Today was the umpteenth time I saw someone on these boards use “yanno” for “You know”. This pisses me off. I’m not from the States and to me “yanno” looks like it should be pronounced with a short “a” and not a “schwa”, so it sounds like the name of some Greek sheep herder or something, and it just screws up my parsing of any posts using “yanno”.
So cut that crap out right now.
And while I’m at it: it’s not a “sammich” or “mmmkay” either. You should all be shot! (PS. I’m German, so your internal voice should say that with the appropriate bad Nazi accent!)
It’s just a way of representing the word as hastily pronounced by some people. English was already chock-full of example before “sammich” came along. What about “gonna”, “gimme”, “hafta”, “gotta”, and so on? ‘Sammich’ is likely used more when the person is going for a humorously juvenile affect.
German actually has the same sort of orthographical tricks; sometimes in stories you’ll read “ham” instead of “haben” (have); there are other similar examples which I can’t remember now.
Yeah, there’s a lot of people going for a humorously juvenile effect. It’s not really all that humorous, though it certainly is juvenile. I just don’t like these cutesy unnecessary literal spellings - especially since, while “sammich” is apparently used in some dialects, the use of the term on the internet (and around here in particular) seems to be far more common than its use in real life. And the distinction between “sandwich” and “sammich” (one apparently being a better food than the other) is something that I’m quite certain doesn’t exist in real life. It’s a sickeningly cutesy affectation used only on the internet (I dread the day people start deliberately incorporating this baby-talk sounding word into their speech).
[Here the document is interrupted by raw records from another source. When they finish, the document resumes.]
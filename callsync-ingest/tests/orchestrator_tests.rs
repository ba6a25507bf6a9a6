//! Batch orchestrator integration tests
//!
//! Daily runs against a scripted provider and a temp-dir database.

mod helpers;

use callsync_common::events::{AlertKind, IngestEvent, RunOutcome, RunTrigger};
use callsync_ingest::db::batch_runs;
use callsync_ingest::models::{CallStatus, RunPhase};
use callsync_ingest::services::{BatchSettings, ProviderError};
use helpers::{call_at, calls_on, day_start, yesterday, FakeProvider, RejectingDispatcher, TestEnv};
use std::sync::atomic::Ordering;
use std::sync::{Arc, Mutex};
use std::time::Duration;

#[tokio::test]
async fn test_missing_recordings_yield_partial_failure() {
    let date = yesterday();
    let provider = FakeProvider::with_calls(calls_on(date, "call", 10));
    provider.fail_download("call-03", ProviderError::NotFound("gone".to_string()));
    provider.fail_download("call-07", ProviderError::NotFound("gone".to_string()));
    let mut env = TestEnv::new(provider).await;

    let run = env
        .orchestrator
        .run_daily(date, RunTrigger::Scheduled)
        .await
        .unwrap();

    assert_eq!(run.phase, RunPhase::Finished);
    assert_eq!(run.outcome, Some(RunOutcome::PartialFailure));
    assert_eq!(run.discovered_count, 10);
    assert_eq!(run.new_record_count, 10);
    assert_eq!(run.processed_count, 10);
    assert_eq!(run.failed_count, 2);
    assert_eq!(run.dispatched_count, 8);
    assert!(!run.deadline_exceeded);

    let store = env.orchestrator.store();
    for id in ["call-03", "call-07"] {
        let record = store.get(id).await.unwrap().unwrap();
        assert_eq!(record.status, CallStatus::Failed);
        assert_eq!(record.attempts, 1);
        assert!(record.failure_reason.unwrap().starts_with("NOT_FOUND"));
        assert!(record.storage_ref.is_none());
    }

    let analyzed = store.get("call-00").await.unwrap().unwrap();
    assert_eq!(analyzed.status, CallStatus::Analyzed);
    assert!(analyzed.storage_ref.is_some());

    let jobs = env.jobs.as_mut().unwrap();
    let mut dispatched = Vec::new();
    while let Ok(job) = jobs.try_recv() {
        dispatched.push(job.external_call_id);
    }
    assert_eq!(dispatched.len(), 8);
    assert!(!dispatched.contains(&"call-03".to_string()));

    let persisted = batch_runs::load_run(&env.db, run.run_id).await.unwrap().unwrap();
    assert_eq!(persisted.phase, RunPhase::Finished);
    assert_eq!(persisted.outcome, Some(RunOutcome::PartialFailure));
    assert_eq!(persisted.failed_count, 2);
    assert!(persisted.finished_at.is_some());
}

#[tokio::test]
async fn test_missing_recordings_without_analysis_capacity_leave_eight_staged() {
    let date = yesterday();
    let provider = FakeProvider::with_calls(calls_on(date, "call", 10));
    provider.fail_download("call-00", ProviderError::NotFound("gone".to_string()));
    provider.fail_download("call-09", ProviderError::NotFound("gone".to_string()));
    let env = TestEnv::with_dispatcher(provider, Arc::new(RejectingDispatcher::new())).await;

    let run = env
        .orchestrator
        .run_daily(date, RunTrigger::Scheduled)
        .await
        .unwrap();

    assert_eq!(run.outcome, Some(RunOutcome::PartialFailure));
    assert_eq!((run.processed_count, run.failed_count), (10, 2));

    let counts = env.orchestrator.store().status_counts().await.unwrap();
    assert_eq!(counts.get("STAGED"), Some(&8));
    assert_eq!(counts.get("FAILED"), Some(&2));
}

#[tokio::test]
async fn test_every_listed_call_ends_in_a_terminal_status() {
    let date = yesterday();
    let provider = FakeProvider::with_calls(calls_on(date, "call", 6));
    provider.fail_download("call-01", ProviderError::Transient("HTTP 503".to_string()));
    let env = TestEnv::new(provider).await;

    env.orchestrator
        .run_daily(date, RunTrigger::Scheduled)
        .await
        .unwrap();

    for i in 0..6 {
        let record = env
            .orchestrator
            .store()
            .get(&format!("call-{:02}", i))
            .await
            .unwrap()
            .unwrap();
        assert!(
            matches!(
                record.status,
                CallStatus::Staged | CallStatus::Analyzed | CallStatus::Failed
            ),
            "call-{:02} left in {}",
            i,
            record.status
        );
    }
}

#[tokio::test]
async fn test_listing_auth_error_fails_run_without_records() {
    let provider = FakeProvider::new();
    provider.fail_listing(ProviderError::Auth("token revoked".to_string()));
    let env = TestEnv::new(provider).await;
    let mut events = env.event_bus.subscribe();

    let run = env
        .orchestrator
        .run_daily(yesterday(), RunTrigger::Scheduled)
        .await
        .unwrap();

    assert_eq!(run.outcome, Some(RunOutcome::Failure));
    assert!(run.error.as_deref().unwrap().contains("authentication"));
    assert_eq!(run.processed_count, 0);
    assert!(env.orchestrator.store().status_counts().await.unwrap().is_empty());
    assert_eq!(env.provider.download_count(), 0);

    let mut alert = None;
    while let Ok(event) = events.try_recv() {
        if let IngestEvent::Alert { kind, run_id, .. } = event {
            alert = Some((kind, run_id));
        }
    }
    assert_eq!(alert, Some((AlertKind::BatchFailed, Some(run.run_id))));
}

#[tokio::test]
async fn test_auth_error_on_download_stops_new_calls() {
    let date = yesterday();
    let provider = FakeProvider::with_calls(calls_on(date, "call", 5));
    provider.fail_download("call-00", ProviderError::Auth("expired".to_string()));
    let settings = BatchSettings {
        concurrency: 1,
        ..BatchSettings::default()
    };
    let env = TestEnv::with_settings(provider, settings).await;

    let run = env
        .orchestrator
        .run_daily(date, RunTrigger::Scheduled)
        .await
        .unwrap();

    assert_eq!(run.outcome, Some(RunOutcome::Failure));
    assert_eq!(env.provider.download_count(), 1);
    let untouched = env.orchestrator.store().get("call-04").await.unwrap().unwrap();
    assert_eq!(untouched.status, CallStatus::Discovered);
}

#[tokio::test]
async fn test_incomplete_listing_still_processes_known_calls() {
    let date = yesterday();
    let provider = FakeProvider::with_calls(calls_on(date, "call", 3));
    provider.fail_listing(ProviderError::Transient("connection reset".to_string()));
    let env = TestEnv::new(provider).await;

    let run = env
        .orchestrator
        .run_daily(date, RunTrigger::Scheduled)
        .await
        .unwrap();

    assert_eq!(run.outcome, Some(RunOutcome::Failure));
    assert_eq!(run.processed_count, 3);
    assert!(run.error.as_deref().unwrap().starts_with("Listing incomplete"));
}

#[tokio::test]
async fn test_deadline_leaves_remaining_calls_for_next_run() {
    let date = yesterday();
    let provider = FakeProvider::with_calls(calls_on(date, "call", 20));
    provider.set_download_delay(Duration::from_millis(200));
    let settings = BatchSettings {
        concurrency: 1,
        daily_deadline: Duration::from_millis(600),
        ..BatchSettings::default()
    };
    let env = TestEnv::with_settings(provider, settings).await;

    let run = env
        .orchestrator
        .run_daily(date, RunTrigger::Scheduled)
        .await
        .unwrap();

    assert!(run.deadline_exceeded);
    assert!(run.processed_count > 0 && run.processed_count < 20);
    assert_eq!(run.outcome, Some(RunOutcome::PartialFailure));

    let counts = env.orchestrator.store().status_counts().await.unwrap();
    let discovered = counts.get("DISCOVERED").copied().unwrap_or(0) as usize;
    assert_eq!(discovered, 20 - run.processed_count);
}

#[tokio::test]
async fn test_rerun_is_idempotent() {
    let date = yesterday();
    let provider = FakeProvider::with_calls(calls_on(date, "call", 4));
    provider.fail_download("call-02", ProviderError::NotFound("gone".to_string()));
    let env = TestEnv::new(provider).await;

    let first = env
        .orchestrator
        .run_daily(date, RunTrigger::Scheduled)
        .await
        .unwrap();
    let analyzed_before = env.orchestrator.store().get("call-00").await.unwrap().unwrap();

    let second = env
        .orchestrator
        .run_daily(date, RunTrigger::Manual)
        .await
        .unwrap();

    assert_ne!(first.run_id, second.run_id);
    assert_eq!(second.new_record_count, 0);
    // Only the failed call is downloaded again
    assert_eq!(env.provider.download_count(), 4 + 1);

    let counts = env.orchestrator.store().status_counts().await.unwrap();
    assert_eq!(counts.values().sum::<i64>(), 4);
    assert_eq!(counts.get("ANALYZED"), Some(&3));

    let analyzed_after = env.orchestrator.store().get("call-00").await.unwrap().unwrap();
    assert_eq!(analyzed_after, analyzed_before);

    let failed = env.orchestrator.store().get("call-02").await.unwrap().unwrap();
    assert_eq!(failed.status, CallStatus::Failed);
    assert_eq!(failed.attempts, 2);
}

#[tokio::test]
async fn test_rejected_dispatch_keeps_calls_staged() {
    let date = yesterday();
    let dispatcher = Arc::new(RejectingDispatcher::new());
    let env = TestEnv::with_dispatcher(
        FakeProvider::with_calls(calls_on(date, "call", 3)),
        dispatcher.clone(),
    )
    .await;

    let run = env
        .orchestrator
        .run_daily(date, RunTrigger::Scheduled)
        .await
        .unwrap();

    assert_eq!(run.outcome, Some(RunOutcome::Success));
    assert_eq!(run.dispatched_count, 0);
    assert_eq!(run.dispatch_rejected_count, 3);
    assert_eq!(dispatcher.offered.load(Ordering::SeqCst), 3);

    let record = env.orchestrator.store().get("call-01").await.unwrap().unwrap();
    assert_eq!(record.status, CallStatus::Staged);
    let storage_ref = record.storage_ref.unwrap();
    let manifest = env.stager.read_manifest(&storage_ref).await.unwrap();
    assert_eq!(manifest.external_call_id, "call-01");
}

#[tokio::test]
async fn test_concurrent_runs_process_each_call_once() {
    let date = yesterday();
    let provider = FakeProvider::with_calls(calls_on(date, "call", 12));
    provider.set_download_delay(Duration::from_millis(20));
    let env = TestEnv::new(provider).await;

    let a = env.orchestrator.clone();
    let b = env.orchestrator.clone();
    let (first, second) = tokio::join!(
        a.run_daily(date, RunTrigger::Scheduled),
        b.run_daily(date, RunTrigger::Manual),
    );
    let (first, second) = (first.unwrap(), second.unwrap());

    assert_eq!(first.failed_count + second.failed_count, 0);
    assert_eq!(env.provider.download_count(), first.processed_count + second.processed_count);

    let counts = env.orchestrator.store().status_counts().await.unwrap();
    assert_eq!(counts.values().sum::<i64>(), 12);
    assert_eq!(counts.get("ANALYZED"), Some(&12));
}

#[tokio::test]
async fn test_future_and_expired_dates_rejected() {
    let env = TestEnv::new(FakeProvider::new()).await;
    let today = chrono::Utc::now().date_naive();

    let future = env
        .orchestrator
        .run_daily(today + chrono::Duration::days(2), RunTrigger::Scheduled)
        .await;
    assert!(matches!(future, Err(callsync_common::Error::InvalidInput(_))));

    let expired = env
        .orchestrator
        .run_daily(today - chrono::Duration::days(30), RunTrigger::Scheduled)
        .await;
    assert!(matches!(expired, Err(callsync_common::Error::InvalidInput(_))));

    assert!(batch_runs::list_recent_runs(&env.db, 10).await.unwrap().is_empty());
}

/// Collects formatted log output for assertions
#[derive(Clone, Default)]
struct LogBuffer(Arc<Mutex<Vec<u8>>>);

impl std::io::Write for LogBuffer {
    fn write(&mut self, buf: &[u8]) -> std::io::Result<usize> {
        self.0.lock().unwrap().extend_from_slice(buf);
        Ok(buf.len())
    }

    fn flush(&mut self) -> std::io::Result<()> {
        Ok(())
    }
}

#[tokio::test]
async fn test_listed_calls_past_retention_are_logged_and_skipped() {
    // The oldest day still partly inside the 7-day retention window
    let date = (chrono::Utc::now() - chrono::Duration::days(7)).date_naive();
    let provider = FakeProvider::with_calls(vec![call_at("edge-old", day_start(date))]);
    let env = TestEnv::new(provider).await;

    let logs = LogBuffer::default();
    let writer = logs.clone();
    let subscriber = tracing_subscriber::fmt()
        .with_max_level(tracing::Level::DEBUG)
        .with_ansi(false)
        .with_writer(move || writer.clone())
        .finish();
    let _guard = tracing::subscriber::set_default(subscriber);

    let run = env
        .orchestrator
        .run_daily(date, RunTrigger::Manual)
        .await
        .unwrap();

    assert_eq!(run.discovered_count, 0);
    assert!(env.orchestrator.store().get("edge-old").await.unwrap().is_none());
    assert_eq!(env.provider.download_count(), 0);

    let output = String::from_utf8(logs.0.lock().unwrap().clone()).unwrap();
    let line = output
        .lines()
        .find(|l| l.contains("past retention"))
        .expect("no log line for the skipped call");
    assert!(line.contains("request_id=edge-old"), "{}", line);
    assert!(line.contains(&run.run_id.to_string()), "{}", line);
}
“Yanno” is even worse, since its spelling doesn’t (as people have pointed out) actually suggest the pronounciation of the word. Everyone knows that “you know” is pronounced /j@ 'nou/ - it’s pronounced that way and exclusively that way as far as I’ve ever heard in any but the most carefully articulated speech. “Yanno” is completely unnecessary, since we already know how you pronounce “you know”. Comparing it to established usages like “gonna” and “gimme” is ridiculous, as (1) those are well-established spellings and (2) they exist for the purpose of distinguishing a casual usage from a formal one. “Yanno” serves no purpose that way, since it’s a confusing and far from well-established spelling, and there is no distinction to be made between different registers in the pronunciation of “you know”. If you need some spelling to play up just how oh-so-casual you are, you can use the long-established “ya” for “you”, but there’s little point in doing that either.
I just find these cutesy internetisms annoying. They’re distracting, they’re excessively precious, and they’re hard to read. Some internet acronyms are useful (though they sure get overused as well) but these internet spellings are hard to read, overly cute, and they betray that the user spends far too much time on the internet picking up specialized spellings.